As those in Minnesota probably know, we held the second annual Minnesota Blogger Conference last Saturday at the Allina Commons in Minneapolis. More than 150 (not an official count yet) bloggers descended on the wonderful Allina campus for 7 hours of blogging, learning and networking.
It was a blast. And, by most accounts, people came away happy they took a Saturday to hang with and learn from their fellow bloggers.
But the best part about Saturday wasn’t the event itself–it was all about the community around us.
Yes, in Minnesota we have one of the most vibrant, creative and underrated blogging communities in the country. And, I’m damn proud to be a part of that mix.
Here are five reasons I think our Minnesota blogging community kicks some serious ass:
Mandy Dwyer was one of our presenters. She talked about using photos in your blogs. Didn’t sit in the session, but heard great things. Mandy also volunteered her time–in something she gets paid real money to do every day–to help the MN Blogger Conference support our charity of choice for our event. So, that’s 7 hours total of Mandy’s time she basically donated to the Conference–and a good cause. And she was hardly alone. The conference committee (co-founder, Missy Berggren, Beth Gabor, Bridget Monroe, Suzi Magill and Josh Braaten–see photo above) also donated their valuable time. And lots of it. I could go on. We’re givers. And I love that.
We have superstars. Everywhere.
I have to admit–the list of speakers we had this year was pretty darn impressive. From our keynote Lee Odden to folks like Erica Mayer, Kate Hopper, Patrick Rhone, Jen Emmert, Meghan Wilker and Julio Ojeda-Zapata. It was a diverse list of folks who have expertise in all the areas that make blogging so interesting. I mean, these folks have serious talent. Erica’s a four-time Promax award winner and a Emmy-award winning director. Kate’s writing has appeared in the New York Times. And Patrick Rhone’s Minimal Mac is one of the most well-read Tumblr Mac blogs in the country. And, Julio, well the guy has a handful of blogs he keeps up–not to mention writing a popular tech column for the St. Paul Pioneer Press. What about Jen Emmert? She’s started a thriving community around weight loss. Meghan Wilker? One of founders of the popular #summerofdresses blog. I could go on and on…

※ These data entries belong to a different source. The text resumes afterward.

//! Retry policy for transient failures.
//!
//! A [`RetryPolicy`] is an explicit value: a [`Backoff`] schedule, a retry
//! budget, a [`RetryPredicate`] deciding which failures are transient, and
//! whether a server-sent `Retry-After` overrides the schedule. Clients receive
//! it through their configuration.

use crate::Error;
use http::{HeaderMap, StatusCode};
use rand::Rng;
use std::fmt;
use std::sync::Arc;
use std::time::{Duration, SystemTime};

/// Shortest wait of the default schedule.
pub const DEFAULT_MIN_WAIT: Duration = Duration::from_secs(1);

/// Ceiling on any single wait between attempts.
pub const DEFAULT_MAX_WAIT: Duration = Duration::from_secs(30);

/// Retries made after the first attempt by the default policy.
pub const DEFAULT_MAX_RETRIES: usize = 4;

/// How long to wait between attempts.
///
/// # Examples
///
/// ```
/// use theoffice::retry::Backoff;
/// use std::time::Duration;
///
/// // 1s, 2s, 4s, 8s... never more than 30s
/// let exponential = Backoff::Exponential {
///     min_wait: Duration::from_secs(1),
///     max_wait: Duration::from_secs(30),
///     jitter: false,
/// };
/// assert_eq!(exponential.delay_for_attempt(3), Duration::from_secs(4));
/// ```
#[derive(Debug, Clone)]
pub enum Backoff {
    /// Retry immediately.
    None,

    /// Wait `min_wait * 2^(attempt - 1)`, capped at `max_wait`.
    ///
    /// With `jitter` the delay is scaled by a random factor between 0.5 and 1.0.
    Exponential {
        /// Delay before the first retry.
        min_wait: Duration,
        /// Upper bound for any delay.
        max_wait: Duration,
        /// Whether to randomize delays.
        jitter: bool,
    },

    /// Wait the same delay before every retry.
    Linear {
        /// The delay between attempts.
        delay: Duration,
    },
}

impl Backoff {
    /// Returns the delay before the given retry (1-indexed, so 1 = first retry).
    pub fn delay_for_attempt(&self, attempt: usize) -> Duration {
        match self {
            Backoff::None => Duration::ZERO,
            Backoff::Exponential {
                min_wait,
                max_wait,
                jitter,
            } => {
                let multiplier = 2u32.saturating_pow(attempt.saturating_sub(1) as u32);
                let delay = min_wait.saturating_mul(multiplier).min(*max_wait);

                if *jitter {
                    let factor = rand::thread_rng().gen_range(0.5..=1.0);
                    delay.mul_f64(factor)
                } else {
                    delay
                }
            }
            Backoff::Linear { delay } => *delay,
        }
    }

    /// Ceiling applied to server-requested waits.
    ///
    /// Exponential schedules use their own `max_wait`, the others [`DEFAULT_MAX_WAIT`].
    pub fn max_wait(&self) -> Duration {
        match self {
            Backoff::Exponential { max_wait, .. } => *max_wait,
            Backoff::None | Backoff::Linear { .. } => DEFAULT_MAX_WAIT,
        }
    }
}

impl Default for Backoff {
    fn default() -> Self {
        Backoff::Exponential {
            min_wait: DEFAULT_MIN_WAIT,
            max_wait: DEFAULT_MAX_WAIT,
            jitter: false,
        }
    }
}

/// Decides whether a failed attempt should be retried.
///
/// # Examples
///
/// ```
/// use theoffice::{Error, RetryPredicate};
///
/// struct RetryOnRateLimit;
///
/// impl RetryPredicate for RetryOnRateLimit {
///     fn should_retry(&self, error: &Error, _attempt: usize) -> bool {
///         matches!(
///             error,
///             Error::HttpError { status, .. } if status.as_u16() == 429
///         )
///     }
/// }
/// ```
pub trait RetryPredicate: Send + Sync {
    /// Returns `true` if the attempt that produced `error` should be retried.
    ///
    /// `attempt` is the number of the attempt that failed (1-indexed).
    fn should_retry(&self, error: &Error, attempt: usize) -> bool;
}

/// Retry every error that [`Error::is_retryable`] accepts.
#[derive(Debug, Clone, Copy)]
pub struct RetryOnRetryable;

impl RetryPredicate for RetryOnRetryable {
    fn should_retry(&self, error: &Error, _attempt: usize) -> bool {
        error.is_retryable()
    }
}

/// Retry only on network/connection errors and timeouts.
#[derive(Debug, Clone, Copy)]
pub struct RetryOnConnectionError;

impl RetryPredicate for RetryOnConnectionError {
    fn should_retry(&self, error: &Error, _attempt: usize) -> bool {
        matches!(error, Error::Network(_) | Error::Timeout)
    }
}

/// Retry when the response status is one of the listed codes.
#[derive(Debug, Clone)]
pub struct RetryOnStatus(pub Vec<StatusCode>);

impl RetryPredicate for RetryOnStatus {
    fn should_retry(&self, error: &Error, _attempt: usize) -> bool {
        matches!(error, Error::HttpError { status, .. } if self.0.contains(status))
    }
}

/// Combine predicates; retries if any of them does.
///
/// ```
/// use theoffice::retry::{OrPredicate, RetryOnConnectionError, RetryOnStatus};
/// use http::StatusCode;
///
/// let predicate = OrPredicate::new(vec![
///     Box::new(RetryOnConnectionError),
///     Box::new(RetryOnStatus(vec![StatusCode::BAD_GATEWAY])),
/// ]);
/// ```
pub struct OrPredicate {
    predicates: Vec<Box<dyn RetryPredicate>>,
}

impl OrPredicate {
    /// Creates a new `OrPredicate` from a list of predicates.
    pub fn new(predicates: Vec<Box<dyn RetryPredicate>>) -> Self {
        Self { predicates }
    }
}

impl RetryPredicate for OrPredicate {
    fn should_retry(&self, error: &Error, attempt: usize) -> bool {
        self.predicates
            .iter()
            .any(|p| p.should_retry(error, attempt))
    }
}

/// The complete retry configuration of a client.
///
/// The default waits 1s, 2s, 4s, 8s (never more than 30s) across four retries
/// and retries network errors, timeouts, 429 and 5xx other than 501.
///
/// # Examples
///
/// ```
/// use theoffice::retry::{Backoff, RetryPolicy};
/// use std::time::Duration;
///
/// let policy = RetryPolicy::default()
///     .with_max_retries(2)
///     .with_backoff(Backoff::Linear { delay: Duration::from_millis(50) });
/// assert_eq!(policy.max_retries(), 2);
/// ```
#[derive(Clone)]
pub struct RetryPolicy {
    backoff: Backoff,
    max_retries: usize,
    respect_retry_after: bool,
    predicate: Arc<dyn RetryPredicate>,
}

impl RetryPolicy {
    /// A policy that never retries.
    pub fn none() -> Self {
        Self {
            max_retries: 0,
            ..Self::default()
        }
    }

    /// Replaces the backoff schedule.
    pub fn with_backoff(mut self, backoff: Backoff) -> Self {
        self.backoff = backoff;
        self
    }

    /// Sets how many retries follow the first attempt.
    pub fn with_max_retries(mut self, max_retries: usize) -> Self {
        self.max_retries = max_retries;
        self
    }

    /// Sets whether `Retry-After` on 429/503 replaces the scheduled delay.
    pub fn with_respect_retry_after(mut self, respect: bool) -> Self {
        self.respect_retry_after = respect;
        self
    }

    /// Replaces the predicate that classifies transient failures.
    pub fn with_predicate(mut self, predicate: impl RetryPredicate + 'static) -> Self {
        self.predicate = Arc::new(predicate);
        self
    }

    /// The backoff schedule.
    pub fn backoff(&self) -> &Backoff {
        &self.backoff
    }

    /// The retry budget.
    pub fn max_retries(&self) -> usize {
        self.max_retries
    }

    /// Returns the delay before retrying after `attempt` failed with `error`,
    /// or `None` when the request must not be retried.
    pub fn next_delay(&self, error: &Error, attempt: usize) -> Option<Duration> {
        if attempt > self.max_retries || !self.predicate.should_retry(error, attempt) {
            return None;
        }

        if self.respect_retry_after {
            if let Error::HttpError {
                status,
                retry_after: Some(wait),
                ..
            } = error
            {
                if *status == StatusCode::TOO_MANY_REQUESTS
                    || *status == StatusCode::SERVICE_UNAVAILABLE
                {
                    return Some((*wait).min(self.backoff.max_wait()));
                }
            }
        }

        Some(self.backoff.delay_for_attempt(attempt))
    }
}

impl Default for RetryPolicy {
    fn default() -> Self {
        Self {
            backoff: Backoff::default(),
            max_retries: DEFAULT_MAX_RETRIES,
            respect_retry_after: true,
            predicate: Arc::new(RetryOnRetryable),
        }
    }
}

impl fmt::Debug for RetryPolicy {
    fn fmt(&self, f: &mut fmt::Formatter<'_>) -> fmt::Result {
        f.debug_struct("RetryPolicy")
            .field("backoff", &self.backoff)
            .field("max_retries", &self.max_retries)
            .field("respect_retry_after", &self.respect_retry_after)
            .finish_non_exhaustive()
    }
}

/// Parses the `Retry-After` header.
///
/// Supports both delay-seconds and HTTP-date forms. Dates in the past yield `None`.
pub(crate) fn parse_retry_after(headers: &HeaderMap) -> Option<Duration> {
    let header = headers.get(http::header::RETRY_AFTER)?.to_str().ok()?;

    if let Ok(seconds) = header.trim().parse::<u64>() {
        return Some(Duration::from_secs(seconds));
    }

    let date_time = httpdate::parse_http_date(header).ok()?;
    date_time.duration_since(SystemTime::now()).ok()
}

We’re not too big for our own britches
This year’s keynote Lee Odden. If you don’t know Lee, he’s a pretty successful businessman–and blogger. And, he speaks across the world. And gets paid hansomely to do it (I’m guessing). But, when we asked him to keynote the Conference, for free, he didn’t bat and eye. He was in. And, as usual, he brought the heat. His keynote was fantastic. I heard people raving afterward–especially about the rhyme 😉 My point? Lee’s one of the most well-respected and in-demand speakers on the PR/marketing circuit. He gets paid to speak professionally. Yet he donated his time–without so much as a pause. He could have snubbed us. He could have pulled the “Don’t you know I get paid to speak?” card. But he didn’t. Because he’s from Minnesota. And that’s just how we roll here 🙂
We’re uber geeky
I mean, any time you walk in a session and their are multiple figurines on the lectern, you know you’re at a blogger conference. But, that’s exactly what you saw when you entered the room for Julio Ojeda-Zapata’s mobile blogging session. Mykl Roventine’s session on WordPress plug-ins was full of language like “php files”, “themes” and “configurations.” Yet, it was completely normal. And people were asking all sorts of questions. Geek is the new chic, right?
We’re willing to share
I worked on the corporate side for half my career before going the solo route. One thing you tend to see in that environment is this “information hoarding” mentality. Nothing is worse than working in a team where people hoard information. So, when I started blogging four years ago and realized there are people that aspire and want to SHARE information and give freely, I embraced it with open arms. And, that’s a big reason I put my time into the Blogger Conference (as well as HAPPO, for that matter). And, it’s a big reason I love the local blogging scene–it’s FULL of people who give back and share religiously. Just look at the lineup: Lee’s blog routinely shares tips and best practices–he’s basically educating his competition. Mykl spent a ton of time the last few year’s helping organize our local Social Media Breakfast. And Mandy gave up essentially her entire Saturday to take pics at the event.
What about you? If you attended Saturday’s MN Blogger Conference, what impressed you the most about our local blogging community?